В книге рассказывается история главного героя, который сталкивается с различными проблемами и препятствиями на протяжении всего своего путешествия. По пути он встречает множество второстепенных персонажей, которые играют важные роли в истории. Благодаря опыту главного героя книга исследует такие темы, как любовь, потеря, надежда и стойкость. По мере того, как главный герой преодолевает свои трудности, он усваивает ценные уроки жизни и растет как личность.


Камера обскура

«Камера обскура» (1931, опубл. 1932–1933) – пятый русский роман Владимира Набокова и второй из трех его романов на «немецкую» тему. Берлинский искусствовед Бруно Кречмар, увлекшись бездарной шестнадцатилетней актриской Магдой Петерс, тайной любовницей художника Роберта Горна, бросает семью и вовлекается в глумливый околоартистический круг, не подозревая, что последствия этой пошлой интрижки окажутся для него роковыми. Расхожее выражение «любовь слепа» реализуется у Набокова в форме криминального сюжета о страсти, измене, ревности и мести, а физическая слепота, поражающая героя в финале, становится наказанием за духовную слепоту, за искаженное видение мира, за измену доброте, человечности и истинной красоте.


Бледный огонь

Роман «Бледный огонь» Владимира Набокова, одно из самых неординарных произведений писателя, увидел свет в 1962 году. Выйдя из печати, «Бледный огонь» сразу попал в центр внимания американских и английских критиков.
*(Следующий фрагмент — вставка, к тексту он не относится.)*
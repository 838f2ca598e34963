/* src/cli/core/src/config/types.rs */

use std::path::PathBuf;

use anyhow::{Result, bail};
use mirror_engine::{DEFAULT_STATIC_PREFIX_FROM, DEFAULT_STATIC_PREFIX_TO};
use serde::Deserialize;

#[derive(Debug, Clone, Default, Deserialize)]
pub struct MirrorConfig {
  #[serde(default)]
  pub paths: PathsSection,
  #[serde(default)]
  pub render: RenderSection,
}

#[derive(Debug, Clone, Deserialize)]
pub struct PathsSection {
  #[serde(default = "default_snapshot")]
  pub snapshot: String,
  #[serde(default = "default_content")]
  pub content: String,
  #[serde(default = "default_manifest")]
  pub manifest: String,
  pub injections: Option<String>,
  pub out: Option<String>,
}

impl Default for PathsSection {
  fn default() -> Self {
    Self {
      snapshot: default_snapshot(),
      content: default_content(),
      manifest: default_manifest(),
      injections: None,
      out: None,
    }
  }
}

fn default_snapshot() -> String {
  "src/mirror/live-index.html".to_string()
}

fn default_content() -> String {
  "content/site/mirror-content.json".to_string()
}

fn default_manifest() -> String {
  "src/generated/media-manifest.json".to_string()
}

#[derive(Debug, Clone, Deserialize)]
pub struct RenderSection {
  #[serde(default)]
  pub strict: bool,
  #[serde(default = "default_prefix_from")]
  pub static_prefix_from: String,
  #[serde(default = "default_prefix_to")]
  pub static_prefix_to: String,
}

impl Default for RenderSection {
  fn default() -> Self {
    Self { strict: false, static_prefix_from: default_prefix_from(), static_prefix_to: default_prefix_to() }
  }
}

fn default_prefix_from() -> String {
  DEFAULT_STATIC_PREFIX_FROM.to_string()
}

fn default_prefix_to() -> String {
  DEFAULT_STATIC_PREFIX_TO.to_string()
}

impl RenderSection {
  pub fn validate(&self) -> Result<()> {
    for (key, value) in
      [("static_prefix_from", &self.static_prefix_from), ("static_prefix_to", &self.static_prefix_to)]
    {
      if !value.starts_with('/') || !value.ends_with('/') {
        bail!("render.{key} must start and end with '/', got \"{value}\"");
      }
    }
    Ok(())
  }
}

/// Inputs of one render after config defaults and command-line overrides are
/// merged. Every path is absolute or relative to the current directory.
#[derive(Debug, Clone, PartialEq, Eq)]
pub struct ResolvedInputs {
  pub snapshot: PathBuf,
  pub content: PathBuf,
  pub manifest: PathBuf,
  pub injections: Option<PathBuf>,
  pub out: Option<PathBuf>,
  pub strict: bool,
  pub static_prefix_from: String,
  pub static_prefix_to: String,
}

/// Command-line values that take precedence over `mirror.toml`.
#[derive(Debug, Clone, Default)]
pub struct InputOverrides {
  pub snapshot: Option<PathBuf>,
  pub content: Option<PathBuf>,
  pub manifest: Option<PathBuf>,
  pub injections: Option<PathBuf>,
  pub out: Option<PathBuf>,
  pub strict: bool,
}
Далеко не все из них по достоинству оценили новаторство писателя и разглядели за усложненной формой глубинную философскую суть его произведения, в котором раскрывается трагедия отчужденного от мира человеческого «я» и исследуются проблемы соотношения творческой фантазии и безумия, вымысла и реальности, временного и вечного.


Машенька

Вниманию читателя предлагается первый и наиболее автобиографичный роман всемирно известного русско-американского писателя, одного из крупнейших прозаиков XX века, автора знаменитой «Лолиты» Владимира Набокова. «Машенька» (1926) – книга о «странностях воспоминанья», о прихотливом переплетении жизненных узоров прошлого и настоящего, о «восхитительном событии» воскрешения главным героем – живущим в Берлине русским эмигрантом Львом Ганиным – истории своей первой любви. Роман, действие которого охватывает всего шесть дней и в котором совсем немного персонажей, обретает эмоциональную пронзительность и смысловую глубину благодаря страстной силе ганинской (и авторской) памяти, верной иррациональным мгновениям прошлого.


Король, дама, валет

«Король, дама, валет» (1928) – первый из трех романов Владимира Набокова на «немецкую» тему, за которым немного позднее последовали «Камера обскура» и «Отчаяние». В хитросплетениях любовно-криминальной интриги перетасовываются, словно игральные карты, судьбы удачливого берлинского коммерсанта, его скучающей жены и полунищего племянника-провинциала – марионеток слепого, безжалостного в своем выборе случая. За перипетиями детективного сюжета угадывается властная рука ироничного, виртуозного, неумолимо воздающего каждому по заслугам автора – будущего создателя «Защиты Лужина», «Дара», «Ады» и «Лолиты».